Точная идея, например апории Евклида или категорический императив Канта. Но она может быть и неопределенной. Некоторое равновесие – это точная идея. У меня была другая идея, тайная, я назову ее нескромной: соседний мир. Это тоже термин. Соседний мир – это уверенность в том, что есть различные способы существования, я хотел подсмотреть не-то. Еще была у меня идея, я назову ее дерзкой, – идея Вавилонской башни. Я хотел узнать всё и изложить по порядку. Других идей я сейчас не помню, меня интересуют две названные. Что касается дерзкой идеи, то здесь я полный банкрот. У меня была смелость, но я не уверен, что по отрывкам, которые сохранились, кто-нибудь другой поймет это. Между тем сохранилось, должно быть, лучшее. Затем я открыл метод – метод этого и того. С его помощью исследовал соседний мир и некоторое равновесие.
Мне нечего сказать, я банкрот. В чем здесь дело? Во-первых, в том, что даже то, что я открыл и исследовал, – метод этого и того, соседний мир, некоторое равновесие и другое – даже это я сделал не так, как хотел, то есть я отказался от системы или (вернее) от полноты. Но это банкротство, по-видимому, неизбежное для человека. Помимо того, в этом и заключалось открытие: небольшая погрешность, ошибка принадлежит к существующему. Я впервые понял значение неточности. Во-вторых, я потерял точность. Я запутался в неточности, которую открыл, не вижу различия между небольшой и большой погрешностью. Когда я стремился к точности, я строил Вавилонскую башню, и она рухнула. Я открыл некоторую неточность и первое время пользовался ею как надо, но теперь потерял критерий неточности. Таким образом, сейчас нет точных идей, допускающих необходимую неточность. В-третьих, раньше я писал плохо, потом стал писать хорошо. Я имею в виду стиль или слог, но затем я приобрел некоторые приемы и тогда кончил писать: не стало мыслей. Меня удивляло, с каким упорством месяцами, годами я искал нужный термин, не пренебрегая и плохими.

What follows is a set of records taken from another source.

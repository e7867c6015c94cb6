//! Soft-failure reporting (§7).
//!
//! Unknown attribute tags, kind-agnostic tracker inconsistencies (outside strict mode), and
//! oracle failures never abort a parse; they're recorded here and returned alongside the
//! change list so a supervising tool can decide whether to care.

use serde::Serialize;

use crate::path::RawPath;

/// How seriously a supervising tool should take a [`Diagnostic`].
#[derive(Debug, Clone, Copy, PartialEq, Eq, Serialize, strum::Display)]
#[strum(serialize_all = "lowercase")]
pub enum Severity {
    /// Worth surfacing, doesn't indicate data loss (e.g. an unknown attribute tag).
    Info,
    /// The output may be missing or approximate because of this (e.g. a phantom record,
    /// an oracle failure kept a record fail-open).
    Warning,
}

/// A single soft failure observed during parsing.
#[derive(Debug, Clone, PartialEq, Eq, Serialize)]
pub struct Diagnostic {
    pub severity: Severity,
    pub message: String,
    #[serde(skip_serializing_if = "Option::is_none")]
    pub path: Option<RawPath>,
}

impl Diagnostic {
    pub fn info(message: impl Into<String>) -> Self {
        Self {
            severity: Severity::Info,
            message: message.into(),
            path: None,
        }
    }

    pub fn warning(message: impl Into<String>) -> Self {
        Self {
            severity: Severity::Warning,
            message: message.into(),
            path: None,
        }
    }

    pub fn with_path(mut self, path: RawPath) -> Self {
        self.path = Some(path);
        self
    }
}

Я хотел найти термин, не думая о том, хорошо ли это будет изложено или плохо, и в конце концов находил и излагал хорошо. Но плохое изложение меня не останавливало, я удовлетворился бы и плохим, если бы нашел его правильным. Когда же нашел правильное изложение, оно оказалось и хорошим. Теперь же, уже два года пытаясь писать, я вижу, что стремлюсь не к правильному изложению, но к хорошему или красивому и не нахожу ни правильного, ни хорошего. Наконец, я пришел к такому состоянию, когда у меня нет ничего, никаких мыслей, полная пустота. Это состояние я назвал когда-то нулевой истиной, истиной нулевой степени. Много раз я обнаруживал ошибку в своих рассуждениях. Когда у меня не будет склонностей и желаний, когда будет совсем пусто, тогда я начну правильно рассуждать, думал я. Но что же я скажу теперь? Что мне сказать об истине нулевой степени?

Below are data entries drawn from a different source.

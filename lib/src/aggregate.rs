//! The Change Aggregator (§4.4).
//!
//! Runs once, at end-of-stream: walks every tracked inode and turns its final state into zero
//! or one logical outcomes. Never looks at individual commands — by the time this runs, the
//! tracker has already collapsed the whole command sequence into per-inode state.

use crate::change::{Action, ChangeDetails, FileChange};
use crate::classify::command_priority;
use crate::ext::PriorityFind;
use crate::model::EntryKind;
use crate::tracker::{InodeState, Tracker};
use crate::wire::CommandKind;

fn command_for_removal(kind: EntryKind) -> CommandKind {
    if kind == EntryKind::Directory {
        CommandKind::Rmdir
    } else {
        CommandKind::Unlink
    }
}

fn is_directory(kind: EntryKind) -> Option<bool> {
    EntryKind::is_directory(kind)
}

fn source_inode(ino: u64, state: &InodeState) -> Option<u64> {
    state.created_in_stream.then_some(ino)
}

/// The label to put in `details.command` (§4.2's priority table), picked with the same
/// `priority_find` the rest of this crate's corpus uses for "best candidate by rank".
fn best_command(state: &InodeState) -> Option<CommandKind> {
    state.commands.iter().copied().priority_find(|command| command_priority(*command) as usize)
}

/// One inode's contribution to the output, §4.4 rules 1-6.
fn changes_for_inode(ino: u64, state: &InodeState, emit_metadata_only_changes: bool) -> Vec<FileChange> {
    let deleted = state.deleted();

    // Rule 2: created and destroyed within one delta — net no-op (§8 invariant 7).
    if deleted && state.created_in_stream {
        return Vec::new();
    }

    // Rule 1: a pre-existing inode with no paths left.
    if deleted {
        let Some(path) = state.origin_path.clone() else {
            return Vec::new();
        };
        return vec![FileChange {
            path,
            action: Action::Deleted,
            details: ChangeDetails {
                command: Some(command_for_removal(state.kind)),
                is_directory: is_directory(state.kind),
                inode: source_inode(ino, state),
                ..Default::default()
            },
        }];
    }

    // Rule 3 & 4: content changed, one way or another.
    if state.created_in_stream || state.content_dirty {
        let Some(path) = state.primary_path.clone() else {
            return Vec::new();
        };
        let command = best_command(state);
        return vec![FileChange {
            path,
            action: Action::Modified,
            details: ChangeDetails {
                command,
                size: state.size,
                path_link: state.symlink_target.clone(),
                is_directory: is_directory(state.kind),
                inode: source_inode(ino, state),
                ..Default::default()
            },
        }];
    }

    // Rule 5: the attached-path set moved without any content change. `origin_path` stands in
    // for "the OLD-snapshot path set" (§4.3's single-name approximation for pre-existing
    // inodes, documented in DESIGN.md). Rule 6 (pure metadata touch, no path movement) falls
    // out of this naturally: if nothing moved, the loop below produces no changes at all.
    let mut old_paths: Vec<_> = state.origin_path.iter().cloned().collect();
    let mut new_paths: Vec<_> = state.all_paths.iter().cloned().collect();
    old_paths.sort();
    new_paths.sort();

    let removed: Vec<_> = old_paths.iter().filter(|p| !state.all_paths.contains(*p)).cloned().collect();
    let origin = state.origin_path.as_ref();
    let added: Vec<_> = new_paths.iter().filter(|p| Some(*p) != origin).cloned().collect();

    if removed.is_empty() && added.is_empty() {
        // Rule 6: nothing moved. A metadata-only touch produces a record only when the caller
        // opted in via `Options::emit_metadata_only_changes` (§4.2, §4.4 rule 6's "no output
        // unless something else changed" default).
        if emit_metadata_only_changes && state.metadata_dirty {
            let Some(path) = state.primary_path.clone() else {
                return Vec::new();
            };
            return vec![FileChange {
                path,
                action: Action::Modified,
                details: ChangeDetails {
                    command: best_command(state),
                    is_directory: is_directory(state.kind),
                    inode: source_inode(ino, state),
                    ..Default::default()
                },
            }];
        }
        return Vec::new();
    }

    let mut out = Vec::new();
    let paired = removed.len().min(added.len());
    for (from, to) in removed.iter().take(paired).zip(added.iter().take(paired)) {
        out.push(FileChange {
            path: from.clone(),
            action: Action::Renamed,
            details: ChangeDetails {
                command: Some(CommandKind::Rename),
                path_to: Some(to.clone()),
                is_directory: is_directory(state.kind),
                inode: source_inode(ino, state),
                ..Default::default()
            },
        });
    }
    for from in &removed[paired..] {
        out.push(FileChange {
            path: from.clone(),
            action: Action::Deleted,
            details: ChangeDetails {
                command: Some(command_for_removal(state.kind)),
                is_directory: is_directory(state.kind),
                inode: source_inode(ino, state),
                ..Default::default()
            },
        });
    }
    for to in &added[paired..] {
        out.push(FileChange {
            path: to.clone(),
            action: Action::Modified,
            details: ChangeDetails {
                command: best_command(state).or(Some(CommandKind::Rename)),
                is_directory: is_directory(state.kind),
                inode: source_inode(ino, state),
                ..Default::default()
            },
        });
    }
    out
}

/// Walk the tracker's final model and produce the ordered change list (§4.4).
///
/// `emit_metadata_only_changes` mirrors [`crate::Options`] of the same name: whether an inode
/// touched only by a metadata command, with no content or path change, should surface as an
/// empty-details `Modified` record (rule 6) instead of being dropped.
pub fn aggregate(tracker: &Tracker, emit_metadata_only_changes: bool) -> Vec<FileChange> {
    let mut changes: Vec<FileChange> = tracker
        .inodes()
        .flat_map(|(ino, state)| changes_for_inode(ino, state, emit_metadata_only_changes))
        .collect();

    changes.sort_by(|a, b| a.sort_key().cmp(&b.sort_key()));
    changes
}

Я открыл старые тетради: «Непосредственное и его основание» – это общее название семи или восьми исследований – страниц двести. Я не мог прочесть и нескольких строк. Можно представить себе философию скопца: бесцветный мир. Эти люди были названы людьми лунного света. «Непосредственное и его основание» – скопческая философия. Это никому не нужно и непонятно, писал ее человек с Марса. Но меня удивляет их тонкость, возвышенность и благородство.

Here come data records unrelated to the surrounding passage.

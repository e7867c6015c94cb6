use std::path::PathBuf;

use clap::Parser;
use color_eyre::eyre::{Context, Result};
use sendstream_delta::{Decoder, DEFAULT_SUPPORTED_VERSIONS};
use tracing::info;

#[derive(Debug, Parser)]
pub struct Options {
    /// Path to a previously captured send-stream file
    file: PathBuf,

    /// Verify each command's CRC while decoding
    #[arg(long)]
    verify_crc: bool,
}

#[tracing::instrument]
pub async fn main(opts: Options) -> Result<()> {
    let bytes = tokio::fs::read(&opts.file)
        .await
        .with_context(|| format!("read {:?}", opts.file))?;

    let decoder = Decoder::new(&bytes, opts.verify_crc, DEFAULT_SUPPORTED_VERSIONS).context("decode envelope")?;
    info!(version = decoder.version(), "decoding send-stream");

    for record in decoder {
        let record = record.context("decode command")?;
        println!("{:#010x} {}", record.offset, record.kind);
        for tag in record.attributes.unknown_tags() {
            println!("  unknown attribute tag {tag}");
        }
    }

    Ok(())
}
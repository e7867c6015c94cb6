//! Output records (§3): the only thing a caller of [`crate::parse`] actually sees.

use serde::Serialize;

use crate::path::RawPath;
use crate::wire::CommandKind;

/// What happened to a path between OLD and NEW.
#[derive(Debug, Clone, Copy, PartialEq, Eq, PartialOrd, Ord, Serialize, strum::Display)]
#[serde(rename_all = "snake_case")]
#[strum(serialize_all = "snake_case")]
pub enum Action {
    // Ordered `deleted < renamed < modified` to match the tie-break in §4.4's sort.
    Deleted,
    Renamed,
    Modified,
}

/// The `details` object attached to every [`FileChange`] (§3).
#[derive(Debug, Clone, Default, Serialize)]
pub struct ChangeDetails {
    /// The low-level command that best describes the change, per the priority rule in §4.2.
    pub command: Option<CommandKind>,
    #[serde(skip_serializing_if = "Option::is_none")]
    pub size: Option<u64>,
    #[serde(skip_serializing_if = "Option::is_none")]
    pub path_to: Option<RawPath>,
    #[serde(skip_serializing_if = "Option::is_none")]
    pub path_link: Option<RawPath>,
    #[serde(skip_serializing_if = "Option::is_none")]
    pub inode: Option<u64>,
    /// Tri-valued: `Some(true)`/`Some(false)` when the kind is known, `None` when the stream
    /// gave no signal (§3).
    pub is_directory: Option<bool>,
}

/// One reconstructed change between OLD and NEW (§3).
#[derive(Debug, Clone, Serialize)]
pub struct FileChange {
    pub path: RawPath,
    pub action: Action,
    pub details: ChangeDetails,
}

impl FileChange {
    /// Sort key matching §4.4's "Records are sorted by `(path, action)`" rule; `Action`'s
    /// derived `Ord` already encodes the `deleted < renamed < modified` tie-break.
    pub(crate) fn sort_key(&self) -> (&RawPath, Action) {
        (&self.path, self.action)
    }
}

Путь моего банкротства: высокие предметы – высокий стиль – банкротство. Высокие предметы – это те, что за смертью. Но затем пришел Георг, показал мне смерть, и я подумал: что́ мне до того, что за смертью, это не имеет ко мне отношения. Меня интересует, как придет смерть, как я буду перед смертью. До прихода Георга я не думал о себе, также не думал о себе после смерти. Но позже это стало лицемерием. Я хотел думать, что всё благополучно и есть бессмертие. Всё же в этом было благородство: не думать о себе, но о том, что за смертью. С одним я говорю иначе, чем с другим, с женщиной иначе, чем с мужчиной. Я писал как бы перед лицом смерти, это и есть высокий стиль. Теперь я пишу, как говорю, и в этом банкротство.